Depois de um tempo em que ele ainda continuava girando o graveto incansavelmente eu já achava que ele não conseguiria. Alguns dos meus colegas deviam achar a mesma coisa pois já não prestavam atenção e conversavam entre si. Dei uma olhada por tudo e vi Thomas sentado no escuro com uma faca, limpando suas unhas da mão. Ele parecia entediado e nem um pouco interessado em nossa aula.

– Pronto — a voz de Júlio me fez voltar a prestar atenção nele. - Agora vamos pegar a casca de árvore e colocá-la no ninho. - foi isso que ele fez e depois se abaixou, começando a assoprar a brasa. Ele parecia tão relaxado ali, assoprando. Parecia muito com Danilo e parecia também muito mais novo.

Por fim o ninho pegou fogo e ele terminou a aula.

– Hoje já é tarde, mas amanha vocês terão a oportunidade de tentar fazer também. - ele deu uma pausa — Como chegamos aqui mais tarde do que esperado, não tivemos tempo de arranjar comida. E a menos que alguém queira se arriscar na floresta escura, eu aconselho todos a irem dormir e buscaremos alguma coisa para comer amanha cedinho.

Mesmo estando com fome, eu preferia ir dormir assim do que sair de noite andando por ai. Pelo jeito meus colegas sentiam a mesma coisa e foram para suas barracas. Mas antes que entrássemos Júlio nos chamou uma última vez:

– Não podemos todos dormir e deixar o acampamento descuidado. Dois de vocês terão que ficar de vigia.
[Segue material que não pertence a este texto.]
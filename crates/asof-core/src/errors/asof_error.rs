use super::{SplitError, TimelineError};

/// Top-level error type for the asof workspace.
/// All subsystem errors convert into this via `From` impls.
#[derive(Debug, thiserror::Error)]
pub enum AsofError {
    #[error("timeline error: {0}")]
    Timeline(#[from] TimelineError),

    #[error("split error: {0}")]
    Split(#[from] SplitError),

    #[error("config error: {0}")]
    Config(String),

    #[error("serialization error: {0}")]
    Serialization(#[from] serde_json::Error),
}

/// Convenience type alias.
pub type AsofResult<T> = Result<T, AsofError>;
//! Temporal split types: boundary, labels, and the diagnostics report.

use chrono::NaiveDate;
use serde::{Deserialize, Serialize};

/// Which partition a record landed in. Assigned once, never mutated.
#[derive(Debug, Clone, Copy, PartialEq, Eq, Hash, Serialize, Deserialize)]
#[serde(rename_all = "snake_case")]
pub enum SplitLabel {
    Train,
    /// Quarantine zone between train and test, intentionally discarded.
    Gap,
    Test,
    Excluded,
}

/// Why a record was excluded, for diagnostics.
#[derive(Debug, Clone, Copy, PartialEq, Eq, Serialize, Deserialize)]
#[serde(rename_all = "snake_case")]
pub enum ExclusionReason {
    /// Timestamp precedes `train_start`.
    BeforeStudyWindow,
    /// Timestamp follows `test_end`.
    AfterStudyWindow,
    /// Outcome had not matured by extraction time. Never coerced to a
    /// negative label.
    RightCensored,
}

/// The configured temporal split boundaries.
///
/// `gap_days` can come out negative or below the configured minimum; that
/// is reported by the split validator, not silently fixed here.
#[derive(Debug, Clone, Copy, PartialEq, Eq, Serialize, Deserialize)]
pub struct SplitBoundary {
    pub train_start: NaiveDate,
    pub train_end: NaiveDate,
    pub test_start: NaiveDate,
    pub test_end: NaiveDate,
}

impl SplitBoundary {
    /// Calendar days strictly between `train_end` and `test_start`:
    /// `(test_start - train_end) - 1`. Zero means test starts the day
    /// after training ends; negative means the periods overlap.
    pub fn gap_days(&self) -> i64 {
        (self.test_start - self.train_end).num_days() - 1
    }
}

/// One record of the upstream `(record_id, timestamp, outcome?)` feed.
///
/// `outcome: None` means the outcome is still maturing (right-censored)
/// and must be excluded from training, not labeled negative.
#[derive(Debug, Clone, PartialEq, Serialize, Deserialize)]
pub struct SplitInput {
    pub record_id: String,
    pub timestamp: NaiveDate,
    #[serde(default)]
    pub outcome: Option<bool>,
}

/// A record after classification.
#[derive(Debug, Clone, PartialEq, Serialize, Deserialize)]
pub struct LabeledRecord {
    pub record_id: String,
    pub timestamp: NaiveDate,
    pub outcome: Option<bool>,
    pub label: SplitLabel,
    /// Present iff `label == Excluded`.
    pub exclusion: Option<ExclusionReason>,
}

/// Volume and outcome-rate figures for one partition.
#[derive(Debug, Clone, Copy, PartialEq, Default, Serialize, Deserialize)]
pub struct SplitVolume {
    pub records: usize,
    pub positives: usize,
}

impl SplitVolume {
    /// Positive-outcome rate, `None` for an empty partition.
    pub fn positive_rate(&self) -> Option<f64> {
        if self.records == 0 {
            None
        } else {
            Some(self.positives as f64 / self.records as f64)
        }
    }
}

/// Severity of a diagnostics finding. Findings are quality signals for the
/// operator; nothing here auto-corrects the split.
#[derive(Debug, Clone, Copy, PartialEq, Eq, Serialize, Deserialize)]
#[serde(rename_all = "snake_case")]
pub enum SplitSeverity {
    Info,
    Warning,
}

/// One diagnostics finding surfaced with the split report.
#[derive(Debug, Clone, PartialEq, Serialize, Deserialize)]
pub struct SplitFinding {
    pub severity: SplitSeverity,
    pub check: String,
    pub message: String,
}

impl SplitFinding {
    pub fn info(check: &str, message: impl Into<String>) -> Self {
        Self {
            severity: SplitSeverity::Info,
            check: check.to_string(),
            message: message.into(),
        }
    }

    pub fn warning(check: &str, message: impl Into<String>) -> Self {
        Self {
            severity: SplitSeverity::Warning,
            check: check.to_string(),
            message: message.into(),
        }
    }
}

/// Post-classification diagnostics: volumes and rate drift per partition.
#[derive(Debug, Clone, PartialEq, Serialize, Deserialize)]
pub struct SplitReport {
    pub boundary: SplitBoundary,
    pub gap_days: i64,
    pub train: SplitVolume,
    pub gap: SplitVolume,
    pub test: SplitVolume,
    pub excluded: SplitVolume,
    /// Excluded records broken down by reason.
    pub excluded_before_window: usize,
    pub excluded_after_window: usize,
    pub excluded_right_censored: usize,
    /// `|test_rate - train_rate| / train_rate`, when both rates exist.
    pub positive_rate_drift: Option<f64>,
    pub findings: Vec<SplitFinding>,
}

impl SplitReport {
    pub fn has_warnings(&self) -> bool {
        self.findings
            .iter()
            .any(|f| f.severity == SplitSeverity::Warning)
    }

    pub fn total_records(&self) -> usize {
        self.train.records + self.gap.records + self.test.records + self.excluded.records
    }
}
Podemos começar com dois agora e mais tarde chamar outros dois. Algum voluntário?

Percebi que todos queriam mais era dormir de uma vez e eu, por incrível que pareça, não me sentia com tanto sono assim. Então decidi me oferecer:

– Eu. - disse erguendo o braço e olhando para Júlio. Ele não demonstrou reação nenhuma.

– Quem mais?

– Eu — Danilo também se voluntariou.

– Ok. Agora os demais podem ir para suas barracas. Mais tarde escolheremos dois alunos para serem os próximos vigias.

Sentei encostada em uma árvore de frente para a pequena fogueira que Júlio havia feito. Danilo sentou-se de frente para mim, para que pudéssemos vigiar cada um, um lado.

Júlio trouxe mais alguns gravetos de um monte ali perto e colou no fogo para aumentá-lo. Thomas, que até aquele momento permanecia sentado na mesma pedra que eu havia visto uns minutos antes, levantou-se e falou:

– Estou indo dormir. Vê se vigiem direito isso ai.

– Ficarei aqui vigiando com eles — disse Júlio — Não se preocupe.

Thomas foi para sua barraca, e ficamos nós três lá em silêncio, vigiando a noite e os perigos que a floresta escondia.